• Input:
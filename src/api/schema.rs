use actix_web::{HttpResponse, Responder, web};
use serde::{Deserialize, Serialize};
use serde_json::json;
use sqlx::{Executor, FromRow, MySqlPool};
use tracing::{info, warn};
use utoipa::ToSchema;

use crate::utils::db_utils::{
    ColumnSpec, EditorError, column_definition, quote_ident, validate_column_type,
};

#[derive(Deserialize, ToSchema)]
#[serde(rename_all = "camelCase")]
pub struct AddColumn {
    #[schema(example = "temp_users")]
    pub table: String,
    #[schema(example = "email")]
    pub column_name: String,
    #[schema(example = "VARCHAR(100)")]
    pub column_type: String,
}

#[derive(Deserialize, ToSchema)]
#[serde(rename_all = "camelCase")]
pub struct DropColumn {
    #[schema(example = "temp_users")]
    pub table: String,
    #[schema(example = "email")]
    pub column_name: String,
}

#[derive(Deserialize, ToSchema)]
#[serde(rename_all = "camelCase")]
pub struct ChangeColumn {
    #[schema(example = "temp_users")]
    pub table: String,
    #[schema(example = "email")]
    pub old_name: String,
    #[schema(example = "email_kampus")]
    pub new_name: String,
    #[schema(example = "VARCHAR(150)")]
    pub new_type: String,
}

#[derive(Deserialize, ToSchema)]
pub struct CreateTable {
    #[schema(example = "ruangan")]
    pub name: String,
    pub columns: Vec<ColumnSpec>,
}

#[derive(Deserialize, ToSchema)]
pub struct DropTable {
    #[schema(example = "ruangan")]
    #[serde(alias = "table")]
    pub name: String,
}

#[derive(Serialize, FromRow, ToSchema)]
pub struct ClassRow {
    pub id: i64,
    pub nama_kelas: Option<String>,
}

pub fn add_column_sql(req: &AddColumn) -> Result<String, EditorError> {
    Ok(format!(
        "ALTER TABLE {} ADD COLUMN {} {}",
        quote_ident(&req.table)?,
        quote_ident(&req.column_name)?,
        validate_column_type(&req.column_type)?
    ))
}

pub fn drop_column_sql(req: &DropColumn) -> Result<String, EditorError> {
    Ok(format!(
        "ALTER TABLE {} DROP COLUMN {}",
        quote_ident(&req.table)?,
        quote_ident(&req.column_name)?
    ))
}

pub fn change_column_sql(req: &ChangeColumn) -> Result<String, EditorError> {
    Ok(format!(
        "ALTER TABLE {} CHANGE {} {} {}",
        quote_ident(&req.table)?,
        quote_ident(&req.old_name)?,
        quote_ident(&req.new_name)?,
        validate_column_type(&req.new_type)?
    ))
}

pub fn create_table_sql(req: &CreateTable) -> Result<String, EditorError> {
    if req.columns.is_empty() {
        return Err(EditorError::BadRequest("A table needs at least one column".into()));
    }

    let columns = req
        .columns
        .iter()
        .map(column_definition)
        .collect::<Result<Vec<_>, _>>()?
        .join(", ");
    Ok(format!("CREATE TABLE {} ({})", quote_ident(&req.name)?, columns))
}

pub fn drop_table_sql(req: &DropTable) -> Result<String, EditorError> {
    Ok(format!("DROP TABLE IF EXISTS {}", quote_ident(&req.name)?))
}

/// DDL cannot take bind parameters; identifiers are validated by the builders.
async fn run_ddl(pool: &MySqlPool, sql: &str) -> Result<(), EditorError> {
    pool.execute(sql).await?;
    info!(sql, "Schema changed");
    Ok(())
}

/// Add a column
#[utoipa::path(
    post,
    path = "/api/column-add",
    request_body = AddColumn,
    responses(
        (status = 200, description = "Column added", body = Object, example = json!({ "message": "Column added successfully" })),
        (status = 400, description = "Invalid identifier or type")
    ),
    security(("bearer_auth" = [])),
    tag = "Table Editor"
)]
pub async fn add_column(
    pool: web::Data<MySqlPool>,
    payload: web::Json<AddColumn>,
) -> Result<impl Responder, EditorError> {
    run_ddl(pool.get_ref(), &add_column_sql(&payload)?).await?;
    Ok(HttpResponse::Ok().json(json!({ "message": "Column added successfully" })))
}

/// Drop a column
#[utoipa::path(
    delete,
    path = "/api/column-delete",
    request_body = DropColumn,
    responses(
        (status = 200, description = "Column dropped", body = Object, example = json!({ "message": "Column deleted successfully" })),
        (status = 400, description = "Invalid identifier")
    ),
    security(("bearer_auth" = [])),
    tag = "Table Editor"
)]
pub async fn delete_column(
    pool: web::Data<MySqlPool>,
    payload: web::Json<DropColumn>,
) -> Result<impl Responder, EditorError> {
    run_ddl(pool.get_ref(), &drop_column_sql(&payload)?).await?;
    Ok(HttpResponse::Ok().json(json!({ "message": "Column deleted successfully" })))
}

/// Rename and retype a column
#[utoipa::path(
    put,
    path = "/api/column-update",
    request_body = ChangeColumn,
    responses(
        (status = 200, description = "Column changed", body = Object, example = json!({ "message": "Column updated successfully" })),
        (status = 400, description = "Invalid identifier or type")
    ),
    security(("bearer_auth" = [])),
    tag = "Table Editor"
)]
pub async fn update_column(
    pool: web::Data<MySqlPool>,
    payload: web::Json<ChangeColumn>,
) -> Result<impl Responder, EditorError> {
    run_ddl(pool.get_ref(), &change_column_sql(&payload)?).await?;
    Ok(HttpResponse::Ok().json(json!({ "message": "Column updated successfully" })))
}

/// Create a table
#[utoipa::path(
    post,
    path = "/api/table-create",
    request_body = CreateTable,
    responses(
        (status = 200, description = "Table created", body = Object, example = json!({ "message": "Table created" })),
        (status = 400, description = "Invalid identifier or type")
    ),
    security(("bearer_auth" = [])),
    tag = "Table Editor"
)]
pub async fn create_table(
    pool: web::Data<MySqlPool>,
    payload: web::Json<CreateTable>,
) -> Result<impl Responder, EditorError> {
    run_ddl(pool.get_ref(), &create_table_sql(&payload)?).await?;
    Ok(HttpResponse::Ok().json(json!({ "message": "Table created" })))
}

/// Drop a table if it exists
#[utoipa::path(
    delete,
    path = "/api/table-delete",
    request_body = DropTable,
    responses(
        (status = 200, description = "Table dropped", body = Object, example = json!({ "message": "Table deleted" })),
        (status = 400, description = "Invalid identifier")
    ),
    security(("bearer_auth" = [])),
    tag = "Table Editor"
)]
pub async fn delete_table(
    pool: web::Data<MySqlPool>,
    payload: web::Json<DropTable>,
) -> Result<impl Responder, EditorError> {
    warn!(table = %payload.name, "Dropping table");
    run_ddl(pool.get_ref(), &drop_table_sql(&payload)?).await?;
    Ok(HttpResponse::Ok().json(json!({ "message": "Table deleted" })))
}

/// List classes
#[utoipa::path(
    get,
    path = "/api/classes",
    responses(
        (status = 200, description = "All classes", body = [ClassRow])
    ),
    security(("bearer_auth" = [])),
    tag = "Table Editor"
)]
pub async fn classes(pool: web::Data<MySqlPool>) -> Result<impl Responder, EditorError> {
    let rows = sqlx::query_as::<_, ClassRow>(
        "SELECT CAST(id AS SIGNED) AS id, CAST(nama_kelas AS CHAR) AS nama_kelas FROM classes ORDER BY id",
    )
    .fetch_all(pool.get_ref())
    .await?;

    Ok(HttpResponse::Ok().json(rows))
}

#[cfg(test)]
mod tests {
    use super::*;

    #[test]
    fn column_ddl() {
        let add = AddColumn {
            table: "temp_users".into(),
            column_name: "email".into(),
            column_type: "VARCHAR(100) ".into(),
        };
        assert_eq!(
            add_column_sql(&add).unwrap(),
            "ALTER TABLE `temp_users` ADD COLUMN `email` VARCHAR(100)"
        );

        let change = ChangeColumn {
            table: "temp_users".into(),
            old_name: "email".into(),
            new_name: "email_kampus".into(),
            new_type: "VARCHAR(150)".into(),
        };
        assert_eq!(
            change_column_sql(&change).unwrap(),
            "ALTER TABLE `temp_users` CHANGE `email` `email_kampus` VARCHAR(150)"
        );

        let drop = DropColumn {
            table: "temp_users".into(),
            column_name: "email_kampus".into(),
        };
        assert_eq!(
            drop_column_sql(&drop).unwrap(),
            "ALTER TABLE `temp_users` DROP COLUMN `email_kampus`"
        );
    }

    #[test]
    fn column_type_cannot_smuggle_statements() {
        let add = AddColumn {
            table: "temp_users".into(),
            column_name: "x".into(),
            column_type: "INT; DROP TABLE users".into(),
        };
        assert!(matches!(add_column_sql(&add), Err(EditorError::InvalidColumnType(_))));
    }

    #[test]
    fn create_table_from_json() {
        let req: CreateTable = serde_json::from_value(json!({
            "name": "ruangan",
            "columns": [
                { "name": "id", "type": "INT", "primary": true, "autoIncrement": true },
                { "name": "nama", "type": "VARCHAR(50)" }
            ]
        }))
        .unwrap();

        assert_eq!(
            create_table_sql(&req).unwrap(),
            "CREATE TABLE `ruangan` (`id` INT NOT NULL AUTO_INCREMENT PRIMARY KEY, `nama` VARCHAR(50))"
        );
    }

    #[test]
    fn create_table_needs_columns() {
        let req = CreateTable {
            name: "kosong".into(),
            columns: vec![],
        };
        assert!(matches!(create_table_sql(&req), Err(EditorError::BadRequest(_))));
    }

    #[test]
    fn drop_table_accepts_either_field_name() {
        let by_name: DropTable = serde_json::from_value(json!({ "name": "ruangan" })).unwrap();
        let by_table: DropTable = serde_json::from_value(json!({ "table": "ruangan" })).unwrap();

        assert_eq!(drop_table_sql(&by_name).unwrap(), "DROP TABLE IF EXISTS `ruangan`");
        assert_eq!(drop_table_sql(&by_table).unwrap(), "DROP TABLE IF EXISTS `ruangan`");
    }
}
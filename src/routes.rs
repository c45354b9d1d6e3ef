use crate::{
    api::{attendance, export, monitoring, schema, settings, table_editor, users},
    auth::{handlers, middleware::auth_middleware},
    config::Config,
};
use actix_governor::{
    Governor, GovernorConfig, GovernorConfigBuilder, PeerIpKeyExtractor,
    governor::middleware::NoOpMiddleware,
};
use actix_web::{middleware::from_fn, web};
use std::sync::Arc;

// Helper to build per-route limiter
fn build_limiter(requests_per_min: u32) -> Option<Governor<PeerIpKeyExtractor, NoOpMiddleware>> {
    let requests_per_min = requests_per_min.max(1);
    let per_ms = (60_000 / requests_per_min as u64).max(1);

    let cfg = GovernorConfigBuilder::default()
        .milliseconds_per_request(per_ms)
        .burst_size(requests_per_min)
        .key_extractor(PeerIpKeyExtractor)
        .finish()?;
    Some(Governor::new(&cfg))
}

fn limiter(requests_per_min: u32, name: &str) -> Arc<Governor<PeerIpKeyExtractor, NoOpMiddleware>> {
    let governor = build_limiter(requests_per_min).unwrap_or_else(|| {
        tracing::warn!(limiter = name, requests_per_min, "Invalid rate limit, using governor defaults");
        Governor::new(&GovernorConfig::default())
    });
    Arc::new(governor)
}

pub fn configure(cfg: &mut web::ServiceConfig, config: Config) {
    let login_limiter = limiter(config.rate_login_per_min, "login");
    let scan_limiter = limiter(config.rate_scan_per_min, "scan");
    let protected_limiter = limiter(config.rate_protected_per_min, "protected");

    cfg.service(
        web::scope(&config.api_prefix)
            // Auth
            .service(
                web::resource("/login")
                    .wrap(login_limiter.clone())
                    .route(web::post().to(handlers::login)),
            )
            .service(
                web::resource("/logout")
                    .wrap(login_limiter)
                    .route(web::post().to(handlers::logout)),
            )
            // Scanner device
            .service(
                web::scope("/esp")
                    .wrap(scan_limiter)
                    .service(
                        web::resource("/attendances").route(web::post().to(attendance::scan)),
                    )
                    .service(
                        web::resource("/users")
                            .route(web::get().to(users::get_user))
                            .route(web::post().to(users::create_user))
                            .route(web::patch().to(users::update_user))
                            .route(web::delete().to(users::delete_user)),
                    ),
            )
            // Dashboard; writes check the admin token in the handler
            .service(
                web::resource("/settings")
                    .route(web::get().to(settings::get_settings))
                    .route(web::post().to(settings::update_settings))
                    .route(web::put().to(settings::update_settings)),
            )
            .service(web::resource("/monitoring").route(web::get().to(monitoring::monitoring)))
            // Admin only
            .service(
                web::scope("")
                    .wrap(from_fn(auth_middleware)) // authentication
                    .wrap(protected_limiter) // rate limiting
                    .service(
                        web::resource("/export-attendances")
                            .route(web::get().to(export::export_attendances)),
                    )
                    .service(
                        web::resource("/export-monitoring-excel")
                            .route(web::get().to(export::export_monitoring_excel)),
                    )
                    .service(web::resource("/export-excel").route(web::get().to(export::export_excel)))
                    .service(web::resource("/data").route(web::get().to(table_editor::data)))
                    .service(web::resource("/create").route(web::post().to(table_editor::create)))
                    .service(web::resource("/update").route(web::put().to(table_editor::update)))
                    .service(web::resource("/delete").route(web::delete().to(table_editor::delete)))
                    .service(web::resource("/column-add").route(web::post().to(schema::add_column)))
                    .service(
                        web::resource("/column-delete").route(web::delete().to(schema::delete_column)),
                    )
                    .service(
                        web::resource("/column-update").route(web::put().to(schema::update_column)),
                    )
                    .service(web::resource("/table-create").route(web::post().to(schema::create_table)))
                    .service(
                        web::resource(["/table-delete", "/delete-table"])
                            .route(web::delete().to(schema::delete_table)),
                    )
                    .service(web::resource("/classes").route(web::get().to(schema::classes))),
            ),
    );
}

• Exercise aim:
Note every line above where the string "DropTable" shows up, and copy those lines.

• Solution to this task:
pub struct DropTable {
pub fn drop_table_sql(req: &DropTable) -> Result<String, EditorError> {
    request_body = DropTable,
    payload: web::Json<DropTable>,
        let by_name: DropTable = serde_json::from_value(json!({ "name": "ruangan" })).unwrap();
        let by_table: DropTable = serde_json::from_value(json!({ "table": "ruangan" })).unwrap();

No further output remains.